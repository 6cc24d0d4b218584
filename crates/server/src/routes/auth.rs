use argon2::{
    password_hash::{rand_core::OsRng, PasswordHash, PasswordHasher, PasswordVerifier, SaltString},
    Argon2,
};
use axum::{extract::State, http::StatusCode, routing::post, Json, Router};
use chrono::Utc;
use jsonwebtoken::{encode, EncodingKey, Header};
use serde::{Deserialize, Serialize};

use crate::{
    db::models::{OwnerKind, User},
    error::{is_unique_violation, AppError, Result},
    middleware::auth::AuthUser,
    services::{identity, languages, projects::validate_name},
    AppState,
};

pub fn router() -> Router<AppState> {
    Router::new()
        .route("/register", post(register))
        .route("/login", post(login))
        .route("/github", post(link_github))
}

#[derive(Debug, Deserialize)]
pub struct RegisterRequest {
    pub login: String,
    pub email: String,
    #[serde(default)]
    pub name: String,
    pub password: String,
    /// `|`-joined language codes.
    #[serde(default)]
    pub prefer_langs: String,
}

#[derive(Debug, Deserialize)]
pub struct LoginRequest {
    /// Login or email.
    pub login: String,
    pub password: String,
}

#[derive(Debug, Deserialize)]
pub struct LinkGithubRequest {
    pub github_id: i64,
}

#[derive(Debug, Serialize)]
pub struct AuthResponse {
    pub token: String,
    pub user: UserResponse,
}

#[derive(Debug, Serialize)]
pub struct UserResponse {
    pub id: i64,
    pub login: String,
    pub email: String,
    pub name: String,
    pub github_id: Option<i64>,
}

impl From<User> for UserResponse {
    fn from(user: User) -> Self {
        Self {
            id: user.id,
            login: user.login,
            email: user.email,
            name: user.name,
            github_id: user.github_id,
        }
    }
}

#[derive(Debug, Serialize, Deserialize)]
pub struct Claims {
    pub sub: String, // user id
    pub login: String,
    pub exp: usize,
}

fn hash_password(password: &str) -> Result<String> {
    let salt = SaltString::generate(&mut OsRng);
    let argon2 = Argon2::default();
    argon2
        .hash_password(password.as_bytes(), &salt)
        .map(|h| h.to_string())
        .map_err(|_| AppError::Internal("Failed to hash password".to_string()))
}

fn verify_password(password: &str, hash: &str) -> bool {
    PasswordHash::new(hash)
        .map(|parsed| {
            Argon2::default()
                .verify_password(password.as_bytes(), &parsed)
                .is_ok()
        })
        .unwrap_or(false)
}

pub fn create_token(user_id: i64, login: &str, secret: &str) -> Result<String> {
    let expiration = Utc::now()
        .checked_add_signed(chrono::Duration::days(7))
        .ok_or_else(|| AppError::Internal("Token expiry overflow".to_string()))?
        .timestamp() as usize;

    let claims = Claims {
        sub: user_id.to_string(),
        login: login.to_string(),
        exp: expiration,
    };

    encode(
        &Header::default(),
        &claims,
        &EncodingKey::from_secret(secret.as_bytes()),
    )
    .map_err(|_| AppError::Internal("Failed to create token".to_string()))
}

async fn register(
    State(state): State<AppState>,
    Json(body): Json<RegisterRequest>,
) -> Result<(StatusCode, Json<AuthResponse>)> {
    // Logins show up in project URLs
    if !validate_name(&body.login) {
        return Err(AppError::Validation("Invalid login".to_string()));
    }
    if body.email.is_empty() || !body.email.contains('@') {
        return Err(AppError::Validation("Invalid email address".to_string()));
    }
    if body.password.len() < 8 {
        return Err(AppError::Validation(
            "Password must be at least 8 characters".to_string(),
        ));
    }
    let prefer_langs = languages::parse_list(&body.prefer_langs);
    if !languages::validate_all(&prefer_langs) {
        return Err(AppError::Validation("Invalid preferred language".to_string()));
    }

    if identity::login_taken(&state.db.pool, &body.login).await? {
        return Err(AppError::Duplicate("Login already taken".to_string()));
    }

    let existing = sqlx::query_scalar::<_, i64>("SELECT COUNT(*) FROM users WHERE email = ?")
        .bind(&body.email)
        .fetch_one(&state.db.pool)
        .await?;
    if existing > 0 {
        return Err(AppError::Duplicate("Email already registered".to_string()));
    }

    let password_hash = hash_password(&body.password)?;
    let now = Utc::now();
    let name = if body.name.is_empty() {
        body.login.clone()
    } else {
        body.name
    };

    let mut tx = state.db.pool.begin().await?;
    identity::claim_login(&mut *tx, &body.login, OwnerKind::User).await?;

    let user = sqlx::query_as::<_, User>(
        r#"
        INSERT INTO users (login, name, email, prefer_langs, password_hash, created_at, updated_at)
        VALUES (?, ?, ?, ?, ?, ?, ?)
        RETURNING *
        "#,
    )
    .bind(&body.login)
    .bind(&name)
    .bind(&body.email)
    .bind(languages::format_list(&prefer_langs))
    .bind(&password_hash)
    .bind(now)
    .bind(now)
    .fetch_one(&mut *tx)
    .await
    .map_err(|e| {
        if is_unique_violation(&e) {
            AppError::Duplicate("Email already registered".to_string())
        } else {
            AppError::Database(e)
        }
    })?;
    tx.commit().await?;

    tracing::info!(user_id = user.id, login = %user.login, "user registered");

    let token = create_token(user.id, &user.login, &state.config.jwt_secret)?;
    Ok((
        StatusCode::CREATED,
        Json(AuthResponse {
            token,
            user: user.into(),
        }),
    ))
}

async fn login(
    State(state): State<AppState>,
    Json(body): Json<LoginRequest>,
) -> Result<Json<AuthResponse>> {
    let user = identity::find_user_by_login_or_email(&state.db.pool, &body.login)
        .await?
        .ok_or(AppError::Unauthorized)?;

    if !verify_password(&body.password, &user.password_hash) {
        return Err(AppError::Unauthorized);
    }

    let token = create_token(user.id, &user.login, &state.config.jwt_secret)?;
    Ok(Json(AuthResponse {
        token,
        user: user.into(),
    }))
}

async fn link_github(
    State(state): State<AppState>,
    user: AuthUser,
    Json(body): Json<LinkGithubRequest>,
) -> Result<Json<UserResponse>> {
    let user = identity::link_github_id(&state.db.pool, user.id, body.github_id).await?;
    Ok(Json(user.into()))
}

────

Exercise description :: Lines in the records above that carry the word "existing" are to be located and copied.

Exercise solution ::
    let existing = sqlx::query_scalar::<_, i64>("SELECT COUNT(*) FROM users WHERE email = ?")
    if existing > 0 {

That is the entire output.